Fig. 4: Near-surface wind and MSLP structure of Storm Ciarán at 00 UTC on 2 November 2023 from reanalysis and forecasts.
figure 4

Maps of 10-m wind speed (shading) and MSLP (contours) from a ERA5 and bf forecasts, initialised at 00 UTC 31 October 2023, from the b IFS HRES model and cf ML models, as labelled.

Dynamical structure of Storm Ciarán

In this section, we evaluate the dynamics of Storm Ciarán during the final stage of its rapid development with a focus on the formation of strong winds at low altitudes. We compare the predictive capability of the ML models by comparing with the IFS HRES forecast and ERA5. The ML models are all trained on ERA5 and have the same resolution as the output provided for ERA5, allowing a fair comparison of model performance. The forecasts are all initialised at 00 UTC on 1 November, during the onset of Ciarán’s rapid intensification phase (Fig. 3a). They were evaluated 18 h later (Fig. 5) and 24 h later (Fig. 6), when Storm Ciarán’s peak wind speeds were observed. By shifting the focus to these short lead times from the previous section, the aim is to highlight both the similarities in and differences between, the NWP and ML forecasts on timescales relevant for refining hazard warnings. To aid the reader, some key parts of the storm structure are labelled in Fig. 5a.
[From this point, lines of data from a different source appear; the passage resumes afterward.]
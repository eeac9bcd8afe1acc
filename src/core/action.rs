//! # Actions
//!
//! Everything that can happen in hellodash becomes an `Action`.
//! User presses Enter on the greeting screen? That's `Action::Greet`.
//! The report finished saving? That's `Action::ReportSaved(result)`.
//!
//! `update()` applies an action to the state and returns an `Effect`.
//! No I/O happens here; effects that need the filesystem or the host are
//! carried out by `ReportFlow`, which answers with another action.
//!
//! ```text
//! State + Action  →  update()  →  New State + Effect
//!                                              │
//!                       ReportFlow::perform ◀──┘
//!                                │
//!                     Action::Report{Saved,Shared}
//! ```

use crate::core::report::{FileHandle, ReportError};
use crate::core::screen::{Navigator, ScreenId};
use crate::core::state::App;

pub const STATUS_SAVED_AND_OPENED: &str = "Report saved and opened.";
pub const STATUS_SHARING: &str = "Sharing report...";
pub const STATUS_NOT_FOUND: &str = "Report file not found.";

#[derive(Debug)]
pub enum Action {
    /// The name field changed.
    EditName(String),
    /// Derive the greeting from the current name.
    Greet,
    Navigate(ScreenId),
    /// Host back gesture.
    Back,
    SaveAndOpenReport,
    ShareReport,
    /// Outcome of a save & open.
    ReportSaved(Result<FileHandle, ReportError>),
    /// Outcome of a share.
    ReportShared(Result<FileHandle, ReportError>),
    Quit,
}

/// Work the caller must do after `update()` returns.
#[derive(Debug, Clone, PartialEq, Eq)]
pub enum Effect {
    None,
    Quit,
    SaveAndOpenReport,
    ShareReport,
}

pub fn update(app: &mut App, action: Action) -> Effect {
    log::debug!("update: {:?}", action);
    match action {
        Action::EditName(name) => {
            app.greeting.name = name;
            Effect::None
        }
        Action::Greet => {
            if !app.greeting.greet() {
                log::debug!("Greet ignored: blank name");
            }
            Effect::None
        }
        Action::Navigate(target) => {
            app.navigation.navigate(target);
            app.status_message.clear();
            Effect::None
        }
        Action::Back => {
            if app.navigation.back() {
                app.status_message.clear();
                Effect::None
            } else {
                Effect::Quit
            }
        }
        Action::SaveAndOpenReport => Effect::SaveAndOpenReport,
        Action::ShareReport => Effect::ShareReport,
        Action::ReportSaved(result) => {
            app.status_message = match result {
                Ok(_) => STATUS_SAVED_AND_OPENED.to_string(),
                Err(e) => format!("Failed to save report: {e}"),
            };
            Effect::None
        }
        Action::ReportShared(result) => {
            app.status_message = match result {
                Ok(_) => STATUS_SHARING.to_string(),
                Err(ReportError::NotFound(_)) => STATUS_NOT_FOUND.to_string(),
                Err(e) => format!("Failed to share report: {e}"),
            };
            Effect::None
        }
        Action::Quit => Effect::Quit,
    }
}

#[cfg(test)]
mod tests {
    use super::*;
    use std::io;
    use std::path::PathBuf;

    fn greet_with(app: &mut App, name: &str) {
        update(app, Action::EditName(name.to_string()));
        update(app, Action::Greet);
    }

    #[test]
    fn test_greet_non_blank_names() {
        let mut app = App::default();
        for name in ["Ada", "x", "Grace Hopper", "  Linus", "名前"] {
            greet_with(&mut app, name);
            assert_eq!(app.greeting.greeting, format!("Hello, {name}!"));
        }
    }

    #[test]
    fn test_blank_greet_leaves_initial_greeting_empty() {
        let mut app = App::default();
        greet_with(&mut app, "   ");
        assert_eq!(app.greeting.greeting, "");
    }

    #[test]
    fn test_blank_greet_leaves_previous_greeting() {
        let mut app = App::default();
        greet_with(&mut app, "Ada");
        greet_with(&mut app, "");
        assert_eq!(app.greeting.greeting, "Hello, Ada!");
        assert_eq!(app.greeting.name, "");
    }

    #[test]
    fn test_navigate_to_report_from_any_screen_clears_status() {
        for start in ScreenId::ALL {
            let mut app = App::new(start);
            app.status_message = "Report saved and opened.".to_string();
            let effect = update(&mut app, Action::Navigate(ScreenId::Report));
            assert_eq!(effect, Effect::None);
            assert_eq!(app.screen(), ScreenId::Report);
            assert!(app.status_message.is_empty());
        }
    }

    #[test]
    fn test_back_returns_to_parent_then_quits() {
        let mut app = App::new(ScreenId::Dashboard);
        update(&mut app, Action::Navigate(ScreenId::Report));
        app.status_message = STATUS_SHARING.to_string();

        assert_eq!(update(&mut app, Action::Back), Effect::None);
        assert_eq!(app.screen(), ScreenId::Dashboard);
        assert!(app.status_message.is_empty());

        assert_eq!(update(&mut app, Action::Back), Effect::Quit);
    }

    #[test]
    fn test_report_actions_request_effects() {
        let mut app = App::new(ScreenId::Report);
        assert_eq!(update(&mut app, Action::SaveAndOpenReport), Effect::SaveAndOpenReport);
        assert_eq!(update(&mut app, Action::ShareReport), Effect::ShareReport);
        assert!(app.status_message.is_empty());
    }

    #[test]
    fn test_report_saved_status() {
        let mut app = App::new(ScreenId::Report);
        update(&mut app, Action::ReportSaved(Ok(FileHandle::new("/r/report.txt"))));
        assert_eq!(app.status_message, "Report saved and opened.");

        let err = ReportError::IoFailure {
            path: PathBuf::from("/r/report.txt"),
            source: io::Error::new(io::ErrorKind::PermissionDenied, "permission denied"),
        };
        update(&mut app, Action::ReportSaved(Err(err)));
        assert!(app.status_message.starts_with("Failed to save report:"));
        assert!(app.status_message.contains("permission denied"));
    }

    #[test]
    fn test_report_shared_status() {
        let mut app = App::new(ScreenId::Report);
        update(
            &mut app,
            Action::ReportShared(Err(ReportError::NotFound("report.txt".to_string()))),
        );
        assert_eq!(app.status_message, "Report file not found.");

        update(&mut app, Action::ReportShared(Ok(FileHandle::new("/r/report.txt"))));
        assert_eq!(app.status_message, "Sharing report...");
    }

    #[test]
    fn test_quit() {
        let mut app = App::default();
        assert_eq!(update(&mut app, Action::Quit), Effect::Quit);
    }
}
Fig. 5: Dynamical structure of Storm Ciarán at 18 UTC on 1 November 2023 from reanalysis and forecasts.
figure 5

Maps show wind speed at 850 hPa (shading), wind speed at 250 hPa (65 ms–1, cyan contour with high values in the bottom left of the panels), the wet-bulb potential temperature at 850 hPa (dark blue, light blue, light red and dark red contours indicating values increasing every 2.5 K from 280 K to 287.5 K), MSLP (thin grey contours), relative humidity with respect to water at 700 hPa (grey shading encircling regions above 80%, not shown for FourCastNet (e) as not available), the vertical component of relative vorticity at 850 hPa (light-to-dark green shading, from 3 × 10−4 s–1 and then every 2 × 10−4 s–1). a shows the structure in ERA5 while bf show the structure from forecasts initialised at 00 UTC 1 November 2023. Note that the range of the wind speed colour bars in Figs. 5 and 6 is different to that in Figs. 2 and 4. The main features of the cyclone described in the text are annotated in (a).

Fig. 6: As Fig. 5 but for the dynamical structure of Storm Ciarán at 00 UTC on 2 November 2023.
figure 6

Contours of wind speed at 250 hPa and some of the contours of wet-bulb potential temperature at 850 hPa are not present as the associated values are not reached in the maps shown.
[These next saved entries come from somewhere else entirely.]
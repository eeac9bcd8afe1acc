use clap::Parser;
use hellodash::core::config::{self, CliOverrides};
use hellodash::core::report::write_diagnostics;
use hellodash::host::DiskFileStore;
use hellodash::tui;
use simplelog::{ConfigBuilder, LevelFilter, WriteLogger};
use std::fs::{self, File};
use std::path::{Path, PathBuf};

#[derive(Parser)]
#[command(name = "hellodash", about = "Greeting, dashboard and test report demo")]
struct Args {
    /// Screen to start on: greeting, dashboard or report
    #[arg(short, long)]
    start_screen: Option<String>,

    /// Directory the report is saved to
    #[arg(short, long)]
    report_dir: Option<PathBuf>,

    /// Config file (defaults to ~/.hellodash/config.toml)
    #[arg(short, long)]
    config: Option<PathBuf>,

    /// Log verbosity
    #[arg(long, default_value = "debug", value_parser = parse_level)]
    log_level: LevelFilter,
}

fn parse_level(s: &str) -> Result<LevelFilter, String> {
    s.parse()
        .map_err(|_| format!("invalid log level '{s}' (off, error, warn, info, debug, trace)"))
}

/// Log to `<data_dir>/hellodash.log`, or `./hellodash.log` if the data dir is unusable.
/// The terminal belongs to the UI, so nothing is logged to stdout.
fn init_logging(data_dir: &Path, level: LevelFilter) {
    let log_config = ConfigBuilder::new()
        .set_time_format_rfc3339()
        .build();

    let log_file = fs::create_dir_all(data_dir)
        .and_then(|()| File::create(data_dir.join("hellodash.log")))
        .or_else(|_| File::create("hellodash.log"));

    if let Ok(log_file) = log_file {
        let _ = WriteLogger::init(level, log_config, log_file);
    }
}

fn main() -> std::io::Result<()> {
    let args = Args::parse();
    dotenv::dotenv().ok();

    // The log file lives in the configured data dir, so config comes first
    // and reports what it found once the logger is up.
    let loaded = config::load_config(args.config.as_deref());
    let cli = CliOverrides {
        start_screen: args.start_screen,
        report_dir: args.report_dir,
    };
    let file_config = loaded.as_ref().map(|(config, _)| config);
    let resolved = config::resolve(file_config.unwrap_or(&Default::default()), &cli);

    init_logging(&resolved.data_dir, args.log_level);
    log::info!("hellodash starting up");
    match &loaded {
        Ok((_, source)) => source.log(),
        Err(e) => log::warn!("Ignoring config file: {}", e),
    }
    for warning in &resolved.warnings {
        log::warn!("{}", warning);
    }
    log::debug!("Resolved config: {:?}", resolved);

    let mut private_store = DiskFileStore::new(&resolved.data_dir);
    write_diagnostics(&mut private_store);

    tui::run(resolved)
}
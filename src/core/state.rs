//! # Application State
//!
//! Core state for hellodash. Domain data only; presentation state (cursor
//! position, focused button, scroll offset) lives in the `tui` module.
//!
//! ```text
//! App
//! ├── navigation: NavigationController  // active screen + single parent
//! ├── greeting: GreetingInput           // typed name + derived greeting
//! └── status_message: String            // outcome of last report action
//! ```
//!
//! State changes only happen through `update(state, action)` in action.rs.

use crate::core::screen::{NavigationController, Navigator, ScreenId};

/// The name being typed and the greeting derived from it. Never persisted.
#[derive(Debug, Clone, Default, PartialEq, Eq)]
pub struct GreetingInput {
    pub name: String,
    pub greeting: String,
}

impl GreetingInput {
    /// Derive the greeting from the current name.
    ///
    /// Blank names are a no-op so an empty greeting never flashes up.
    /// Returns whether the greeting changed.
    pub fn greet(&mut self) -> bool {
        if self.name.trim().is_empty() {
            return false;
        }
        self.greeting = format!("Hello, {}!", self.name);
        true
    }
}

pub struct App {
    pub navigation: NavigationController,
    pub greeting: GreetingInput,
    pub status_message: String,
}

impl App {
    pub fn new(start: ScreenId) -> Self {
        Self {
            navigation: NavigationController::new(start),
            greeting: GreetingInput::default(),
            status_message: String::new(),
        }
    }

    pub fn screen(&self) -> ScreenId {
        self.navigation.current()
    }
}

impl Default for App {
    fn default() -> Self {
        Self::new(ScreenId::default())
    }
}

#[cfg(test)]
mod tests {
    use super::*;

    #[test]
    fn test_app_new_defaults() {
        let app = App::default();
        assert_eq!(app.screen(), ScreenId::Greeting);
        assert!(app.greeting.name.is_empty());
        assert!(app.greeting.greeting.is_empty());
        assert!(app.status_message.is_empty());
    }

    #[test]
    fn test_greet_formats_name() {
        let mut input = GreetingInput {
            name: "Ada".to_string(),
            ..Default::default()
        };
        assert!(input.greet());
        assert_eq!(input.greeting, "Hello, Ada!");
    }

    #[test]
    fn test_greet_keeps_surrounding_whitespace_of_non_blank_name() {
        let mut input = GreetingInput {
            name: " Grace ".to_string(),
            ..Default::default()
        };
        input.greet();
        assert_eq!(input.greeting, "Hello,  Grace !");
    }

    #[test]
    fn test_blank_greet_is_noop() {
        let mut input = GreetingInput {
            name: "Ada".to_string(),
            ..Default::default()
        };
        input.greet();

        for blank in ["", "   ", "\t \n"] {
            input.name = blank.to_string();
            assert!(!input.greet());
            assert_eq!(input.greeting, "Hello, Ada!");
        }
    }
}
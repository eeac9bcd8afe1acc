//! Static dashboard content: stat cards and the recent activity list.

use chrono::NaiveDate;

pub const WELCOME_TEXT: &str = "Welcome to Dashboard!";

#[derive(Debug, Clone, PartialEq, Eq)]
pub struct StatCard {
    pub title: &'static str,
    pub value: u32,
}

#[derive(Debug, Clone, PartialEq, Eq)]
pub struct Activity {
    pub title: &'static str,
    pub date: NaiveDate,
}

impl Activity {
    pub fn date_label(&self) -> String {
        self.date.format("%Y-%m-%d").to_string()
    }
}

pub fn stat_cards() -> [StatCard; 2] {
    [
        StatCard { title: "Tasks", value: 12 },
        StatCard { title: "Completed", value: 8 },
    ]
}

pub fn recent_activity() -> Vec<Activity> {
    let date = NaiveDate::from_ymd_opt(2025, 8, 18).unwrap_or_default();
    [
        "ATM Simulator Completed",
        "Library System Milestone",
        "HelloWorld Compose Pushed",
        "Navigation Added",
        "UI Test Passed",
    ]
    .into_iter()
    .map(|title| Activity { title, date })
    .collect()
}

#[cfg(test)]
mod tests {
    use super::*;

    #[test]
    fn test_stat_cards() {
        let cards = stat_cards();
        assert_eq!(cards[0], StatCard { title: "Tasks", value: 12 });
        assert_eq!(cards[1], StatCard { title: "Completed", value: 8 });
    }

    #[test]
    fn test_recent_activity() {
        let items = recent_activity();
        assert_eq!(items.len(), 5);
        assert_eq!(items[0].title, "ATM Simulator Completed");
        assert_eq!(items[4].title, "UI Test Passed");
        assert!(items.iter().all(|a| a.date_label() == "2025-08-18"));
    }
}
use crossterm::event::{self, Event, KeyCode, KeyEventKind, KeyModifiers};

use crate::core::screen::ScreenId;

/// TUI-specific input events
#[derive(Debug, Clone, PartialEq, Eq)]
pub enum TuiEvent {
    // Global (handled before screen routing)
    ForceQuit,            // Ctrl+C
    ShowScreen(ScreenId), // F1/F2/F3
    Escape,               // Back
    Resize,

    // Screen-local
    Submit,
    InputChar(char),
    Paste(String),
    Backspace,
    Delete,
    CursorLeft,
    CursorRight,
    Home,
    End,
    Up,
    Down,
    PageUp,
    PageDown,
    Tab,
    BackTab,
}

/// Poll for an event without blocking (returns immediately)
pub fn poll_event_immediate() -> Option<TuiEvent> {
    poll_event_timeout(std::time::Duration::ZERO)
}

/// Poll for an event, blocking up to `timeout`.
/// Terminal read errors are logged and treated as "no event".
pub fn poll_event_timeout(timeout: std::time::Duration) -> Option<TuiEvent> {
    match event::poll(timeout) {
        Ok(true) => {}
        Ok(false) => return None,
        Err(e) => {
            log::warn!("Event poll failed: {}", e);
            return None;
        }
    }
    match event::read() {
        Ok(event) => translate(event),
        Err(e) => {
            log::warn!("Event read failed: {}", e);
            None
        }
    }
}

fn translate(event: Event) -> Option<TuiEvent> {
    match event {
        Event::Key(key_event) => {
            // Keyboard enhancement reports releases too; only presses drive the UI
            if key_event.kind == KeyEventKind::Release {
                return None;
            }
            log::debug!("Key event: {:?} with modifiers {:?}", key_event.code, key_event.modifiers);
            match (key_event.modifiers, key_event.code) {
                (KeyModifiers::CONTROL, KeyCode::Char('c')) => Some(TuiEvent::ForceQuit),
                (_, KeyCode::F(n)) => function_key_screen(n).map(TuiEvent::ShowScreen),
                (_, KeyCode::Char(c)) => Some(TuiEvent::InputChar(c)),
                (_, KeyCode::Backspace) => Some(TuiEvent::Backspace),
                (_, KeyCode::Delete) => Some(TuiEvent::Delete),
                (_, KeyCode::Enter) => Some(TuiEvent::Submit),
                (_, KeyCode::Esc) => Some(TuiEvent::Escape),
                (_, KeyCode::Left) => Some(TuiEvent::CursorLeft),
                (_, KeyCode::Right) => Some(TuiEvent::CursorRight),
                (_, KeyCode::Home) => Some(TuiEvent::Home),
                (_, KeyCode::End) => Some(TuiEvent::End),
                (_, KeyCode::Up) => Some(TuiEvent::Up),
                (_, KeyCode::Down) => Some(TuiEvent::Down),
                (_, KeyCode::PageUp) => Some(TuiEvent::PageUp),
                (_, KeyCode::PageDown) => Some(TuiEvent::PageDown),
                (_, KeyCode::Tab) => Some(TuiEvent::Tab),
                (_, KeyCode::BackTab) => Some(TuiEvent::BackTab),
                _ => None,
            }
        }
        Event::Paste(data) => Some(TuiEvent::Paste(data)),
        Event::Resize(_, _) => Some(TuiEvent::Resize),
        _ => None,
    }
}

/// F1..F3 map onto the screens in navigation order.
fn function_key_screen(n: u8) -> Option<ScreenId> {
    ScreenId::ALL.get(usize::from(n).checked_sub(1)?).copied()
}
//! # TUI Adapter
//!
//! The ratatui-specific layer. Handles terminal I/O, renders the UI,
//! and translates keyboard events into core `Action` values.
//!
//! This is the only module that knows about ratatui and crossterm.
//!
//! ## Event Routing
//!
//! Global keys are checked first (Ctrl+C, F1–F3, Esc). Everything else goes
//! to the component that owns the active screen, and whatever high-level
//! event it emits is mapped to an `Action`. Actions are applied with
//! `update()`; report effects run synchronously through `ReportFlow` before
//! the next frame is drawn.
//!
//! ## Redraw Strategy
//!
//! Nothing animates, so the loop only redraws after an event. It sleeps up
//! to 500ms waiting for input.

mod component;
mod components;
mod event;
mod ui;

use log::{info, warn};
use std::io::stdout;
use std::time::Duration;

use crossterm::cursor::{Hide, SetCursorStyle, Show};
use crossterm::event::{DisableBracketedPaste, EnableBracketedPaste};
use crossterm::execute;

use crate::core::action::{Action, Effect, update};
use crate::core::config::ResolvedConfig;
use crate::core::flow::ReportFlow;
use crate::core::intent::Sharer;
use crate::core::report::FileStore;
use crate::core::screen::ScreenId;
use crate::core::state::App;
use crate::host::{CommandSharer, DiskFileStore};
use crate::tui::component::EventHandler;
use crate::tui::components::{
    DashboardEvent, DashboardState, NameEvent, NameInput, ReportEvent, ReportMenu,
};
use crate::tui::event::{TuiEvent, poll_event_immediate, poll_event_timeout};

const IDLE_POLL: Duration = Duration::from_millis(500);

/// TUI-specific presentation state (not part of core business logic)
pub struct TuiState {
    pub name_input: NameInput,
    pub dashboard: DashboardState,
    pub report_menu: ReportMenu,
}

impl TuiState {
    pub fn new() -> Self {
        Self {
            name_input: NameInput::new(),
            dashboard: DashboardState::default(),
            report_menu: ReportMenu::default(),
        }
    }
}

impl Default for TuiState {
    fn default() -> Self {
        Self::new()
    }
}

/// Runs the closure when dropped, including on early `?` returns.
struct OnDrop<F: FnMut()>(F);

impl<F: FnMut()> Drop for OnDrop<F> {
    fn drop(&mut self) {
        (self.0)();
    }
}

struct TerminalModeGuard;

impl TerminalModeGuard {
    /// Best effort: the app works without these modes, so failure is only logged.
    fn new() -> Self {
        match execute!(
            stdout(),
            EnableBracketedPaste,
            Show,                        // Show cursor for the name field
            SetCursorStyle::SteadyBlock, // Non-blinking: redraws reset the blink timer
        ) {
            Ok(()) => info!("Terminal modes enabled (bracketed paste, steady block cursor)"),
            Err(e) => warn!("Failed to enable terminal modes: {}", e),
        }
        Self
    }
}

impl Drop for TerminalModeGuard {
    fn drop(&mut self) {
        let _ = execute!(stdout(), DisableBracketedPaste, Hide);
    }
}

/// Map a terminal event to a core action, updating presentation state on the way.
pub fn route_event(app: &App, tui: &mut TuiState, event: &TuiEvent) -> Option<Action> {
    match event {
        TuiEvent::ForceQuit => return Some(Action::Quit),
        TuiEvent::ShowScreen(screen) => return Some(Action::Navigate(*screen)),
        TuiEvent::Escape => return Some(Action::Back),
        TuiEvent::Resize => return None,
        _ => {}
    }

    match app.screen() {
        ScreenId::Greeting => match tui.name_input.handle_event(event)? {
            NameEvent::Changed(name) => Some(Action::EditName(name)),
            NameEvent::Submit => Some(Action::Greet),
        },
        ScreenId::Dashboard => match tui.dashboard.handle_event(event)? {
            DashboardEvent::ViewReport => Some(Action::Navigate(ScreenId::Report)),
        },
        ScreenId::Report => match tui.report_menu.handle_event(event)? {
            ReportEvent::SaveAndOpen => Some(Action::SaveAndOpenReport),
            ReportEvent::Share => Some(Action::ShareReport),
        },
    }
}

/// Apply an action and run whatever effect it asks for.
/// Returns the effect so the caller can see `Effect::Quit`.
pub fn dispatch<F: FileStore, S: Sharer>(
    app: &mut App,
    flow: &mut ReportFlow<F, S>,
    action: Action,
) -> Effect {
    let effect = update(app, action);
    if let Some(outcome) = flow.perform(&effect) {
        update(app, outcome);
    }
    effect
}

pub fn run(config: ResolvedConfig) -> std::io::Result<()> {
    let mut app = App::new(config.start_screen);
    let mut tui = TuiState::new();
    let mut flow = ReportFlow::new(
        DiskFileStore::new(&config.report_dir),
        CommandSharer::from_config(&config),
    );
    info!(
        "Starting on {} (reports in {})",
        config.start_screen,
        config.report_dir.display()
    );

    let mut terminal = ratatui::init();
    // Declared in this order so modes are reset before the terminal is restored
    let _restore = OnDrop(ratatui::restore);
    let _terminal_mode_guard = TerminalModeGuard::new();

    let mut needs_redraw = true; // Force first frame

    loop {
        if needs_redraw {
            terminal.draw(|f| ui::draw_ui(f, &app, &mut tui))?;
            needs_redraw = false;
        }

        let first_event = poll_event_timeout(IDLE_POLL);
        if first_event.is_some() {
            needs_redraw = true;
        }

        // Process first event + drain ALL pending events before next draw
        let mut should_quit = false;
        for event in first_event
            .into_iter()
            .chain(std::iter::from_fn(poll_event_immediate))
        {
            let Some(action) = route_event(&app, &mut tui, &event) else {
                continue;
            };
            if dispatch(&mut app, &mut flow, action) == Effect::Quit {
                should_quit = true;
                break;
            }
        }

        if should_quit {
            break;
        }
    }

    info!("Shutting down");
    Ok(())
}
On 1 November 2023, Ciarán underwent significant intensification beneath the left exit region of an upper-level jet streak (Fig. 2c). All the ML models captured the position and extent of the upper-level jet streak accurately with the minimum MSLP associated with Ciarán beneath the left exit region at 18 UTC (Fig. 5a–f), a critical aspect of Storm Ciarán’s dynamics.
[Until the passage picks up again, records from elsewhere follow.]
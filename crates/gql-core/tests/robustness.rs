//! Property tests: the lexer and parser must never panic, and a
//! successful lex reproduces the source text token-for-token.

use proptest::prelude::*;

use gql_core::{read_all_tokens, Lexer, Token};

/// Well-formed lexemes the grammar can actually meet in any order.
fn lexeme() -> impl Strategy<Value = &'static str> {
    prop::sample::select(vec![
        "SELECT", "FROM", "WHERE", "ORDER", "BY", "LIMIT", "OFFSET", "FIRST", "DISTINCT", "ON",
        "AGGREGATE", "OVER", "COUNT", "COUNT_UP_TO", "SUM", "AVG", "AS", "KEY", "PROJECT",
        "NAMESPACE", "ARRAY", "BLOB", "DATETIME", "NULL", "AND", "OR", "IS", "CONTAINS", "HAS",
        "ANCESTOR", "DESCENDANT", "NOT", "IN", "TRUE", "FALSE", "ASC", "DESC", "prop", "a", "b",
        "__key__", "`quoted`", "'str'", "\"str\"", "0", "1", "42", "-7", "2.5", "-0.5", "@1",
        "@2", "@name", "=", "!=", "<", "<=", ">", ">=", "(", ")", ",", ".", "*", "+",
    ])
}

proptest! {
    #[test]
    fn lexing_never_panics(source in ".*") {
        let _ = read_all_tokens(&mut Lexer::new(&source));
    }

    #[test]
    fn lexing_is_deterministic(source in ".*") {
        let first = read_all_tokens(&mut Lexer::new(&source));
        let second = read_all_tokens(&mut Lexer::new(&source));
        prop_assert_eq!(first, second);
    }

    #[test]
    fn successful_lex_reproduces_source(source in ".*") {
        if let Ok(tokens) = read_all_tokens(&mut Lexer::new(&source)) {
            let rebuilt: String = tokens.iter().map(Token::content).collect();
            prop_assert_eq!(rebuilt, source);
        }
    }

    #[test]
    fn parsing_arbitrary_text_never_panics(source in ".*") {
        let _ = gql_core::parse_query(&mut Lexer::new(&source));
        let _ = gql_core::parse_condition(&mut Lexer::new(&source));
    }

    #[test]
    fn parsing_token_soup_never_panics(
        lexemes in prop::collection::vec(lexeme(), 0..12),
    ) {
        let source = lexemes.join(" ");
        let _ = gql_core::parse_query(&mut Lexer::new(&source));
        let _ = gql_core::parse_aggregation_query(&mut Lexer::new(&source));
        let _ = gql_core::parse_query_or_aggregation_query(&mut Lexer::new(&source));
        let _ = gql_core::parse_condition(&mut Lexer::new(&source));
        let _ = gql_core::parse_key(&mut Lexer::new(&source));
    }
}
There is also consensus among the ML models concerning the general shape of the cyclone. Figure 5a–f shows the position of the selected moist isentropes, chosen to indicate the frontal locations and, by their separation, the frontal strengths. The position of the warm sector, identified as the region inside the 285 K moist isentrope, is characterised as a hooked feature in ERA5. The shape of the warm sector is well captured by all the ML models. The cloud head, represented by 700-hPa relative humidity above 80% (grey shading), is seen wrapping around the poleward side of the cyclone centre in ERA5. The IFS HRES, Graphcast and PanguWeather forecasts accurately depict the shape of the cloud head; however, the cloud head in FourCastNet v2 appears less curved than the other forecasts. FourCastNet forecast does not output a humidity variable at 700 hPa.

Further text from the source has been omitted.